Anno nuovo, vita nuova

Anno nuovo, vita nuova! Non proprio, almeno per il nostro Paese. I vecchi mali rimangono lì, fermi come macigni. Nonostante gli auspici di fine anno del presidente della Repubblica, Sergio Mattarella e i suoi elogi alla forza patria, davanti a noi si apre un anno complicatissimo.

Non vi è soltanto il rebus del Quirinale, di chi salirà al Colle per rappresentare l’unità nazionale, garantire l’osservanza della Costituzione, presiedere il Consiglio superiore della Magistratura e il Consiglio superiore di Difesa, nominare giudici costituzionali o sciogliere le Camere. Partita, quella quirinalizia, assai importante, ma destinata a chiudersi nel giro di qualche settimana, vada come vada.

Vi è di più e di molto più duraturo, mali antichi e moderni, interni ed internazionali. Ne elenco alcuni, a mo’ di post-it.

Il primo che balza agli occhi, oltre a quello del malefico virus, è il gigantesco debito pubblico, che veleggia verso duemilasettecento miliardi di euro, roba mai vista nella storia italiana, neppure durante le grandi guerre e le ricostruzioni post-belliche.

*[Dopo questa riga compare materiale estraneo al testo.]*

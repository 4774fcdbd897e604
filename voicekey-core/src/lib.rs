// voicekey-core/src/lib.rs

//! The core logic for the voice-driven virtual keyboard.
//! This crate turns a live microphone signal into monophonic note events:
//! pitch detection, note tracking and recording segmentation. It is
//! completely headless and contains no UI or synthesizer code.

pub mod audio;
pub mod config;
pub mod driver;
pub mod engine;
pub mod fft;
pub mod frame;
pub mod pitch;
pub mod recording;
pub mod tracker;
pub mod tuning;

pub use config::{ConfigError, EngineConfig};
pub use driver::{Command, Driver, EngineOutput, FrameSource};
pub use engine::{Engine, ModeSwitch, OperatingMode, TickReport};
pub use frame::{AudioFrame, FrameError};
pub use pitch::{DifferenceMethod, PitchEstimator, YinConfig};
pub use recording::{
    RecordedNote, RecordingError, RecordingPhase, RecordingSegmenter, RecordingSession,
};
pub use tracker::{GatePolicy, NoteEvent, NoteEventKind, Transition};
pub use tuning::PitchIndex;
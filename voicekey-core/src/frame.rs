//! # Audio Frame Module
//!
//! A fixed-length block of mono samples together with the rate it was
//! captured at. Frames are validated once on construction so that every
//! analysis stage downstream can rely on having enough samples to compare
//! at least one lag.

use thiserror::Error;

/// The smallest frame the pitch estimator can work with.
///
/// With fewer than four samples the half-window holds a single lag and
/// no neighbour is available for interpolation.
pub const MIN_FRAME_LEN: usize = 4;

/// Reasons a frame cannot be built.
#[derive(Debug, Clone, PartialEq, Error)]
pub enum FrameError {
    #[error("frame holds {len} samples, at least {min} are required", min = MIN_FRAME_LEN)]
    TooShort { len: usize },
    #[error("sample rate must be greater than zero")]
    ZeroSampleRate,
}

/// One block of captured audio.
#[derive(Debug, Clone, PartialEq)]
pub struct AudioFrame {
    samples: Vec<f32>,
    sample_rate: u32,
}

impl AudioFrame {
    /// Builds a frame, rejecting inputs too short to analyse.
    pub fn new(samples: Vec<f32>, sample_rate: u32) -> Result<Self, FrameError> {
        if samples.len() < MIN_FRAME_LEN {
            return Err(FrameError::TooShort { len: samples.len() });
        }
        if sample_rate == 0 {
            return Err(FrameError::ZeroSampleRate);
        }
        Ok(Self {
            samples,
            sample_rate,
        })
    }

    pub fn samples(&self) -> &[f32] {
        &self.samples
    }

    pub fn sample_rate(&self) -> u32 {
        self.sample_rate
    }

    /// Root-mean-square level of the frame after applying `gain`.
    pub fn rms(&self, gain: f32) -> f32 {
        rms(&self.samples, gain)
    }
}

/// `sqrt(mean((sample * gain)^2))`, or 0 for an empty slice.
pub fn rms(samples: &[f32], gain: f32) -> f32 {
    if samples.is_empty() {
        return 0.0;
    }
    let sum: f32 = samples
        .iter()
        .map(|&s| {
            let boosted = s * gain;
            boosted * boosted
        })
        .sum();
    (sum / samples.len() as f32).sqrt()
}
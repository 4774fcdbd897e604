//! Recording sessions on disk, one pretty-printed JSON file per session.

use std::fs::{self, File};
use std::io::{Read, Write};
use std::path::{Path, PathBuf};

use anyhow::{Context, Result};
use voicekey_core::RecordingSession;

/// Saves a session as `<dir>/<id>.json`.
///
/// # Arguments
/// * `session` - The sealed session to store
/// * `dir` - Directory to write into; created when missing
///
/// # Returns
/// * `Ok(path)` - Where the session was written
/// * `Err(e)` - File I/O or serialization error
pub fn save_session(session: &RecordingSession, dir: &Path) -> Result<PathBuf> {
    fs::create_dir_all(dir).with_context(|| format!("creating {}", dir.display()))?;
    let path = dir.join(format!("{}.json", session.id()));
    let json_string = serde_json::to_string_pretty(session).context("serializing session")?;
    let mut file = File::create(&path).with_context(|| format!("creating {}", path.display()))?;
    file.write_all(json_string.as_bytes())?;
    Ok(path)
}

/// Loads a session previously written by [`save_session`].
pub fn load_session(path: &Path) -> Result<RecordingSession> {
    let mut file = File::open(path).with_context(|| format!("opening {}", path.display()))?;
    let mut data = String::new();
    file.read_to_string(&mut data)?;
    let session = serde_json::from_str(&data)
        .with_context(|| format!("parsing session {}", path.display()))?;
    Ok(session)
}

#[cfg(test)]
mod tests {
    use super::*;
    use voicekey_core::{NoteEvent, PitchIndex, RecordingSegmenter};

    #[test]
    fn session_survives_save_and_load() {
        let mut segmenter = RecordingSegmenter::default();
        segmenter.start(0.0).unwrap();
        segmenter.observe(&NoteEvent::attack(PitchIndex(60), 0.1));
        segmenter.observe(&NoteEvent::release(PitchIndex(60), 0.6));
        let session = segmenter.stop(1.0, Some("take.wav".to_string())).unwrap();

        let dir = std::env::temp_dir().join(format!("voicekey-sessions-{}", session.id()));
        let path = save_session(&session, &dir).unwrap();
        assert_eq!(path.file_name().unwrap().to_string_lossy(), format!("{}.json", session.id()));

        let loaded = load_session(&path).unwrap();
        assert_eq!(loaded, session);
        assert_eq!(loaded.audio_asset(), Some("take.wav"));

        fs::remove_dir_all(&dir).unwrap();
    }

    #[test]
    fn missing_file_reports_path() {
        let err = load_session(Path::new("/nonexistent/voicekey/session.json")).unwrap_err();
        assert!(format!("{:#}", err).contains("/nonexistent/voicekey/session.json"));
    }
}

Si dirà: sebbene così alto, il debito è compensato dalla crescita economica di questi mesi, anch’essa significativa.

Lasciamo perdere facili discorsi che, come diceva Antonio Gramsci, sono buoni solo per chi vende fumo allo scopo di nascondere il bruciato della pentola. Ad oggi la crescita è poco più di un’illusione matematica, drogata da una quantità straordinaria di moneta riversata sul mercato, da miliardi e miliardi di prestiti pubblici all’imprenditoria e sovvenzioni al mercato del lavoro, da sospensioni di pagamenti di debiti erariali e commerciali, da rimbalzi dei consumi e da frenate degli interessi sul debito. La competenza e l’autorevolezza di Mario Draghi hanno fatto il resto per calmierare mercati e forze speculative.

Il secondo, grande problema è dato dalla disoccupazione. Non si tratta di crisi congiunturale, affrontabile con “ammortizzatori” di varia natura e durata. La crisi è ormai strutturale. Per superarla occorrono piani industriali nazionali ed europei in grado di “prevedere” e progettare quel che sarà. Compito difficilissimo, che solo politici e parlamentari competenti e scientificamente attrezzati potranno essere in grado di portare a termine.

Il terzo si lega ai precedenti mali ed attiene alla crescita della povertà. Inutile far finta che il fenomeno non esista o sia un’invenzione dei preti o delle associazioni del terzo settore. Il fenomeno esiste ed è drammatico. Volontariato e “carità” non bastano più se si vuole che esso non degeneri in cancro sociale.

Il quarto riguarda le riforme strutturali. Il Governo in carica, come ha detto il suo presidente nella conferenza di fine anno, ne ha avviate parecchie. Di strada da percorrere, però, ve ne è ancora moltissima, così come numerose sono le riforme ancora da impiantare.

Fra queste primeggia la riforma fiscale. Le misure della legge di bilancio non costituiscono una riforma. Esse si limitano ad una diversa, modestissima redistribuzione del peso dell’Irpef tra i contribuenti. Come scrissi su queste colonne qualche mese fa, l’Italia ha bisogno di una riforma in grado di rovesciare il sistema. Le sforbiciate sono inutili perché, alla resa dei conti, finiscono per disperdere denaro pubblico senza ritorno.

E poi vi è un’altra gigantesca riforma, indispensabile come il pane: quella della giustizia. Solo qualche passo è stato avanzato con le leggi della ministra Marta Cartabia, ma il grosso del lavoro è ancora da fare. Una giustizia funziona non solo se ci sono più aule giudiziarie, cancellieri o magistrati. Funziona se funziona il diritto, se le leggi sono poche e scritte come Dio comanda, se i princìpi fondamentali sono rispettati da chi le scrive e da chi le applica, se si privilegia la realtà, piuttosto che la forma e le virgole.

Un 2022 pieno zeppo di cose da fare, allora. La speranza è che non trascorra invano. Auguri!